### [Exercise input]
+++++
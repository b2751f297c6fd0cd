//! Pure lifecycle state machine for plans, tasks and actions.
//!
//! Every transition in this module is a plain function over in-memory
//! entities taking the command timestamp as an argument, so the state
//! machine is testable with fixed clocks and no storage attached. Callers
//! (the [`crate::board::Board`] facade) read the ambient clock once per
//! command, apply a transition here, recompute progress and persist the
//! result atomically.
//!
//! Submodules:
//!
//! - [`task_fsm`]: legal status transitions for a single task and its actions
//! - [`progress`]: completion percentage derivation
//! - [`plan_fsm`]: draft execution and early stop
//! - [`resolver`]: completion outcome and carryover draft derivation

pub mod plan_fsm;
pub mod progress;
pub mod resolver;
pub mod task_fsm;

#[cfg(test)]
mod tests;

/// Fixed horizon added to the activation time to produce a plan's
/// display-only target completion.
pub const EXECUTION_HORIZON_HOURS: i64 = 4;

pub use plan_fsm::{execute_draft, stop_plan};
pub use progress::progress;
pub use resolver::{assess, resolve_completion, CompletionAssessment};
+++++
### [What to do]
Set out exactly the lines from the one bearing "pub mod task_fsm;" through the end of the data, including both ends and omitting all others.

### [Output of the exercise]
pub mod task_fsm;

#[cfg(test)]
mod tests;

/// Fixed horizon added to the activation time to produce a plan's
/// display-only target completion.
pub const EXECUTION_HORIZON_HOURS: i64 = 4;

pub use plan_fsm::{execute_draft, stop_plan};
pub use progress::progress;
pub use resolver::{assess, resolve_completion, CompletionAssessment};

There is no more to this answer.